Wedding Loans
Weddings are a huge industry nowadays and as wedding days prove to cost more and more, many people are looking at ways to help them finance the whole cost of holding a wedding.
It is possible to save up over a period of time, however as wedding days average out at costing £21,000, and more people struggle to save a deposit to buy their first-home, another option is becoming more appealing to many. Wedding Loans are now available as a convenient finance option to help you pay for your big wedding day. They work just the same as any other type of loan. You apply for the amount you require and provide information about your and your partner's residential status, employment history and joint income.
Get a Cheap Wedding Loan
You could apply for a wedding loan as a single applicant, however by applying for a wedding loan jointly, you are more likely to have a stronger
chance of being accepted, as your income will be higher when combined together, as opposed to a single income. It will depend on much of this information, and both applicants credit history as to whether you will be offered the amount you are looking for. Loan companies will only loan you an amount that will remain affordable to you in your current circumstances.

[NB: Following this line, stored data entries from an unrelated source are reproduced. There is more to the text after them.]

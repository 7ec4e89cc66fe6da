// Copyright (c) The golden-trace Contributors
// SPDX-License-Identifier: MIT OR Apache-2.0

//! Human-readable output on standard error.

use super::{
    ReporterStderr,
    events::{FailureDetail, ReporterEvent, RunMode, RunStats, UnitId, UnitResult, UnitStatus},
};
use crate::helpers::plural;
use owo_colors::{OwoColorize, Style};
use std::io::{self, Write};
use swrite::{SWrite, swrite, swriteln};

#[derive(Debug, Default)]
struct Styles {
    count: Style,
    pass: Style,
    fail: Style,
    skip: Style,
    regen: Style,
    diff_reference: Style,
    diff_actual: Style,
}

impl Styles {
    fn colorize(&mut self) {
        self.count = Style::new().bold();
        self.pass = Style::new().green().bold();
        self.fail = Style::new().red().bold();
        self.skip = Style::new().yellow().bold();
        self.regen = Style::new().cyan().bold();
        self.diff_reference = Style::new().red();
        self.diff_actual = Style::new().green();
    }
}

pub(super) struct DisplayReporter<'a> {
    output: ReporterStderr<'a>,
    styles: Styles,
    verbose: bool,
    mode: RunMode,
    final_failures: Vec<(String, &'static str)>,
}

impl<'a> DisplayReporter<'a> {
    pub(super) fn new(output: ReporterStderr<'a>, should_colorize: bool, verbose: bool) -> Self {
        let mut styles = Styles::default();
        if should_colorize {
            styles.colorize();
        }
        Self {
            output,
            styles,
            verbose,
            mode: RunMode::Verify,
            final_failures: Vec::new(),
        }
    }

    pub(super) fn write_event(&mut self, event: &ReporterEvent<'_>) -> io::Result<()> {
        let mut out = String::new();
        self.format_event(event, &mut out);
        if out.is_empty() {
            return Ok(());
        }

        match &mut self.output {
            ReporterStderr::Terminal => {
                let mut stderr = io::stderr().lock();
                stderr.write_all(out.as_bytes())?;
                stderr.flush()
            }
            ReporterStderr::Buffer(buf) => buf.write_all(out.as_bytes()),
        }
    }

    fn format_event(&mut self, event: &ReporterEvent<'_>, out: &mut String) {
        match event {
            ReporterEvent::RunStarted {
                mode, unit_count, ..
            } => {
                self.mode = *mode;
                swriteln!(
                    out,
                    "{:>12} {} {} ({mode})",
                    "Starting".style(self.styles.pass),
                    unit_count.style(self.styles.count),
                    plural::units_str(*unit_count),
                );
            }
            ReporterEvent::UnitStarted { unit } => {
                if self.verbose {
                    swriteln!(out, "{:>12} {unit}", "START".style(self.styles.pass));
                }
            }
            ReporterEvent::UnitFinished { unit, result } => {
                self.format_unit_finished(unit, result, out);
            }
            ReporterEvent::RunFinished { stats, elapsed } => {
                let summary_style = if stats.initial_count == 0 {
                    self.styles.skip
                } else if stats.is_success() {
                    self.styles.pass
                } else {
                    self.styles.fail
                };

                swriteln!(out, "{}", "-".repeat(12));
                swrite!(
                    out,
                    "{:>12} [{:>8.3}s] ",
                    "Summary".style(summary_style),
                    elapsed.as_secs_f64()
                );
                self.format_summary(stats, out);

                for (name, status) in &self.final_failures {
                    swriteln!(out, "{:>12} {name}", status.style(self.styles.fail));
                }
            }
        }
    }

    fn format_unit_finished(&mut self, unit: &UnitId, result: &UnitResult, out: &mut String) {
        let (status_str, style) = status_str_and_style(&result.status, &self.styles);
        swrite!(
            out,
            "{:>12} [{:>8.3}s] {unit}",
            status_str.style(style),
            result.time_taken.as_secs_f64()
        );

        match &result.status {
            UnitStatus::Passed => out.push('\n'),
            UnitStatus::Regenerated { reference } => swriteln!(out, " -> {reference}"),
            UnitStatus::Skipped { reason } => swriteln!(out, " ({reason})"),
            UnitStatus::NotRun { reason } => {
                swriteln!(out, " ({reason})");
                self.final_failures.push((unit.to_string(), status_str));
            }
            UnitStatus::Failed(detail) => {
                out.push('\n');
                self.format_failure_detail(detail, out);
                self.final_failures.push((unit.to_string(), status_str));
            }
        }
    }

    fn format_failure_detail(&self, detail: &FailureDetail, out: &mut String) {
        let detail = detail.to_string();
        for line in detail.lines() {
            let style = match line.chars().next() {
                Some('-') if !line.starts_with("---") => self.styles.diff_reference,
                Some('+') if !line.starts_with("+++") => self.styles.diff_actual,
                _ => Style::new(),
            };
            swriteln!(out, "    {}", line.style(style));
        }
    }

    fn format_summary(&self, stats: &RunStats, out: &mut String) {
        swrite!(out, "{}", stats.finished_count.style(self.styles.count));
        if stats.finished_count != stats.initial_count {
            swrite!(out, "/{}", stats.initial_count.style(self.styles.count));
        }
        swrite!(out, " {} run: ", plural::units_str(stats.initial_count));

        let mut parts = Vec::new();
        match self.mode {
            RunMode::Regenerate => parts.push(format!(
                "{} regenerated",
                stats.regenerated.style(self.styles.count)
            )),
            RunMode::Verify | RunMode::Clean => {}
        }
        parts.push(format!(
            "{} {}",
            stats.passed.style(self.styles.count),
            "passed".style(self.styles.pass)
        ));
        if stats.failed > 0 {
            parts.push(format!(
                "{} {}",
                stats.failed.style(self.styles.count),
                "failed".style(self.styles.fail)
            ));
        }
        if stats.not_run > 0 {
            parts.push(format!(
                "{} {}",
                stats.not_run.style(self.styles.count),
                "not run".style(self.styles.fail)
            ));
        }
        if stats.skipped > 0 {
            parts.push(format!(
                "{} {}",
                stats.skipped.style(self.styles.count),
                "skipped".style(self.styles.skip)
            ));
        }
        swriteln!(out, "{}", parts.join(", "));
    }
}

fn status_str_and_style(status: &UnitStatus, styles: &Styles) -> (&'static str, Style) {
    match status {
        UnitStatus::Passed => ("PASS", styles.pass),
        UnitStatus::Regenerated { .. } => ("REGEN", styles.regen),
        UnitStatus::Skipped { .. } => ("SKIP", styles.skip),
        UnitStatus::NotRun { .. } => ("NOT RUN", styles.fail),
        UnitStatus::Failed(_) => ("FAIL", styles.fail),
    }
}

#[cfg(test)]
mod tests {
    use super::*;
    use crate::{
        build::BuildTarget,
        compare::{Comparison, compare},
        reporter::events::{NotRunReason, SkipReason},
    };
    use chrono::Local;
    use indoc::indoc;
    use pretty_assertions::assert_eq;
    use std::time::Duration;

    fn render(events: &[ReporterEvent<'_>]) -> String {
        let mut buf = Vec::new();
        let mut reporter = DisplayReporter::new(ReporterStderr::Buffer(&mut buf), false, false);
        for event in events {
            reporter.write_event(event).unwrap();
        }
        String::from_utf8(buf).unwrap()
    }

    #[test]
    fn verify_run_output() {
        let build = UnitId::Build {
            target: BuildTarget::Standalone,
            xml_backend: true,
        };
        let commands = UnitId::Scenario("output::commands_trace".to_owned());
        let window = UnitId::Scenario("library::window_summary".to_owned());

        let Comparison::Mismatch(mismatch) =
            compare(&["Average Power: 2 mW\n"], &["Average Power: 1 mW\n"])
        else {
            panic!("expected mismatch");
        };
        let passed = UnitResult {
            status: UnitStatus::Passed,
            time_taken: Duration::from_millis(1250),
        };
        let failed = UnitResult {
            status: UnitStatus::Failed(Box::new(FailureDetail::OutputMismatch {
                reference: "test/reference/commands.out".into(),
                mismatch,
            })),
            time_taken: Duration::from_millis(20),
        };
        let not_run = UnitResult {
            status: UnitStatus::NotRun {
                reason: NotRunReason::BuildFailed(UnitId::Build {
                    target: BuildTarget::LibraryTest,
                    xml_backend: true,
                }),
            },
            time_taken: Duration::ZERO,
        };

        let mut stats = RunStats::new(3);
        stats.on_unit_finished(&build, &passed.status);
        stats.on_unit_finished(&commands, &failed.status);
        stats.on_unit_finished(&window, &not_run.status);

        let output = render(&[
            ReporterEvent::RunStarted {
                mode: RunMode::Verify,
                unit_count: 3,
                start_time: Local::now().fixed_offset(),
            },
            ReporterEvent::UnitStarted { unit: &build },
            ReporterEvent::UnitFinished {
                unit: &build,
                result: &passed,
            },
            ReporterEvent::UnitFinished {
                unit: &commands,
                result: &failed,
            },
            ReporterEvent::UnitFinished {
                unit: &window,
                result: &not_run,
            },
            ReporterEvent::RunFinished {
                stats,
                elapsed: Duration::from_millis(1500),
            },
        ]);

        assert_eq!(
            output,
            indoc! {"
                    Starting 3 units (verify)
                        PASS [   1.250s] build::standalone
                        FAIL [   0.020s] output::commands_trace
                    reference file: test/reference/commands.out
                    output differs from reference at line 1 (1 reference lines, 1 actual lines)
                    --- reference
                    +++ actual
                    -Average Power: 1 mW
                    +Average Power: 2 mW
                     NOT RUN [   0.000s] library::window_summary (build::library failed)
                ------------
                     Summary [   1.500s] 3 units run: 1 passed, 1 failed, 1 not run
                        FAIL output::commands_trace
                     NOT RUN library::window_summary
            "}
        );
    }

    #[test]
    fn regenerate_run_output() {
        let golden = UnitId::Scenario("output::commands_trace".to_owned());
        let exit_code = UnitId::Scenario("exit_code::no_arguments".to_owned());
        let regenerated = UnitResult {
            status: UnitStatus::Regenerated {
                reference: "test/reference/commands.out".into(),
            },
            time_taken: Duration::from_millis(5),
        };
        let skipped = UnitResult {
            status: UnitStatus::Skipped {
                reason: SkipReason::NoReference,
            },
            time_taken: Duration::ZERO,
        };

        let mut stats = RunStats::new(2);
        stats.on_unit_finished(&golden, &regenerated.status);
        stats.on_unit_finished(&exit_code, &skipped.status);

        let output = render(&[
            ReporterEvent::RunStarted {
                mode: RunMode::Regenerate,
                unit_count: 2,
                start_time: Local::now().fixed_offset(),
            },
            ReporterEvent::UnitFinished {
                unit: &golden,
                result: &regenerated,
            },
            ReporterEvent::UnitFinished {
                unit: &exit_code,
                result: &skipped,
            },
            ReporterEvent::RunFinished {
                stats,
                elapsed: Duration::from_millis(10),
            },
        ]);

        assert_eq!(
            output,
            indoc! {"
                    Starting 2 units (regenerate)
                       REGEN [   0.005s] output::commands_trace -> test/reference/commands.out
                        SKIP [   0.000s] exit_code::no_arguments (no reference file)
                ------------
                     Summary [   0.010s] 2 units run: 1 regenerated, 0 passed, 1 skipped
            "}
        );
    }
}
// Copyright (c) The golden-trace Contributors
// SPDX-License-Identifier: MIT OR Apache-2.0

/// Documented exit codes for `golden-trace` failures.
///
/// `golden-trace` runs may fail for a variety of reasons. This structure documents the exit codes
/// that may occur in case of expected failures.
///
/// Unknown/unexpected failures will always result in exit code 1.
pub enum GoldenTraceExitCode {}

impl GoldenTraceExitCode {
    /// No errors occurred and golden-trace exited normally.
    pub const OK: i32 = 0;

    /// The provided filters did not select any scenarios, but no other errors occurred.
    pub const NO_SCENARIOS_RUN: i32 = 4;

    /// A user issue happened while setting up a golden-trace invocation.
    pub const SETUP_ERROR: i32 = 96;

    /// One or more scenarios, or the build-hygiene check, failed.
    pub const SCENARIO_RUN_FAILED: i32 = 100;

    /// The build system returned a non-zero exit code for at least one build.
    ///
    /// Scenarios depending on that build were not run.
    pub const BUILD_FAILED: i32 = 101;

    /// The build system could not be invoked at all.
    ///
    /// This usually indicates a misconfigured environment (for example, `make` is not installed),
    /// and aborts the run before any scenario executes.
    pub const BUILD_EXEC_FAILED: i32 = 102;

    /// One or more reference files could not be regenerated.
    pub const REGENERATE_FAILED: i32 = 103;

    /// Writing data to stdout, stderr or a report file produced an error.
    pub const WRITE_OUTPUT_ERROR: i32 = 110;
}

If you have applied for an unsecured wedding loan, you could get anywhere between £1,000 and £25,000 which should more than cover the costs of your planned wedding day. This type of loan can be paid back over the course of 10 years or less if you choose.
Secured Loans for Weddings
If you own your own home, you could apply for a secured wedding loan and apply for more money, up to £100,000 (more if you have the equity available in your home). Many people use this as an opportunity to borrow money and combine paying for their wedding, as well as paying for some home improvements. The total loan is then repaid back over a longer period of time, usually from 10 years up to the end of their mortgage term.
If your wedding ends up costing less than the loan you received, you could use the remainder as a way to consolidate your debts and to pay off any credit cards, store cards or loans that are outstanding. This way you could actually end up paying less interest overall, as most loans can have a lower interest rate than many credit cards.